Alto più di due metri, con enormi corna a forma di lira, un folto pelame lanoso color fulvo e la lunga coda sferzante, l’uro è stato raffigurato in innumerevoli graffiti delle caverne, dove l’uomo primitivo lo ritraeva con grande maestria, in stupende scene di caccia. Notizie sulla forza e sul carattere fiero e indomito di questo animale ci vengono fin dai grandi scrittori latini (anche Giulio Cesare lo descrive nelle sue cronache militari). Un tempo diffusissimo nelle grande praterie dell’Europa e di parte dell’Asia, l’uro viveva in branchi numerosi, pascolando in assoluta libertà.

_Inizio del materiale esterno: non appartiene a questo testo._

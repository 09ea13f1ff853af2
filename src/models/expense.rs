//! Expense model
//!
//! An expense is a single monetary entry with a description, an amount, an
//! optional category label and the timestamp it was recorded at.

use chrono::{Local, NaiveDateTime, SubsecRound};
use serde::{Deserialize, Serialize};

use super::ids::ExpenseId;
use super::money::Money;

/// Textual timestamp layout stored in the `date` column (ISO-8601)
pub const TIMESTAMP_FORMAT: &str = "%Y-%m-%dT%H:%M:%S%.6f";

/// A stored expense
#[derive(Debug, Clone, PartialEq, Eq, Serialize, Deserialize)]
pub struct Expense {
    /// Identifier assigned by the store
    pub id: ExpenseId,

    /// Free-form description
    pub description: String,

    /// Amount in currency units
    pub amount: Money,

    /// Optional category label
    pub category: Option<String>,

    /// When the expense was recorded
    pub created_at: NaiveDateTime,
}

impl Expense {
    /// Check whether this expense carries the given category (exact match)
    pub fn has_category(&self, category: &str) -> bool {
        self.category.as_deref() == Some(category)
    }
}

/// An expense that has not been stored yet
#[derive(Debug, Clone, PartialEq, Eq)]
pub struct NewExpense {
    pub description: String,
    pub amount: Money,
    pub category: Option<String>,
    pub created_at: NaiveDateTime,
}

impl NewExpense {
    /// Create a new expense stamped with the current local time
    pub fn new(description: impl Into<String>, amount: Money, category: Option<String>) -> Self {
        Self::with_timestamp(description, amount, category, now())
    }

    /// Create a new expense with an explicit timestamp
    pub fn with_timestamp(
        description: impl Into<String>,
        amount: Money,
        category: Option<String>,
        created_at: NaiveDateTime,
    ) -> Self {
        Self {
            description: description.into(),
            amount,
            category,
            created_at: created_at.trunc_subsecs(6),
        }
    }

    /// Attach the store-assigned id
    pub fn into_expense(self, id: ExpenseId) -> Expense {
        Expense {
            id,
            description: self.description,
            amount: self.amount,
            category: self.category,
            created_at: self.created_at,
        }
    }
}

/// Current local time at the precision the store keeps
pub fn now() -> NaiveDateTime {
    Local::now().naive_local().trunc_subsecs(6)
}

/// Render a timestamp for the `date` column
pub fn format_timestamp(ts: &NaiveDateTime) -> String {
    ts.format(TIMESTAMP_FORMAT).to_string()
}

/// Parse a `date` column value
///
/// Accepts ISO-8601 with a `T` separator, with or without a fraction, and the
/// space-separated form older databases hold ("2025-01-15 09:05:00.123456").
pub fn parse_timestamp(s: &str) -> Result<NaiveDateTime, chrono::ParseError> {
    let s = s.trim();
    s.parse::<NaiveDateTime>()
        .or_else(|_| NaiveDateTime::parse_from_str(s, "%Y-%m-%d %H:%M:%S%.f"))
}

Probabilmente agli albori della civiltà l’uomo riuscì a catturarne qualche esemplare e tramite successivi incroci con altre specie di bovini nordici più piccoli e, forse, più tranquilli, riuscì ad ammansire il possente animale e a dare origine alla variegata stirpe del bue domestico, il Bos taurum.
La sorte del grande ruminante selvaggio è stata però infausta: il dilagare di popolazioni umane affamate di carne, ma soprattutto di terra da arare e coltivare, ridusse sempre più la disponibilità di territorio per l’uro, dovunque scacciato, o “imbastardito” con i bovini domestici. Si fece sempre più raro fino agli ultimi esemplari, segnalati nei pressi della Vistola intorno al 1627, poi l’animale scomparve per sempre.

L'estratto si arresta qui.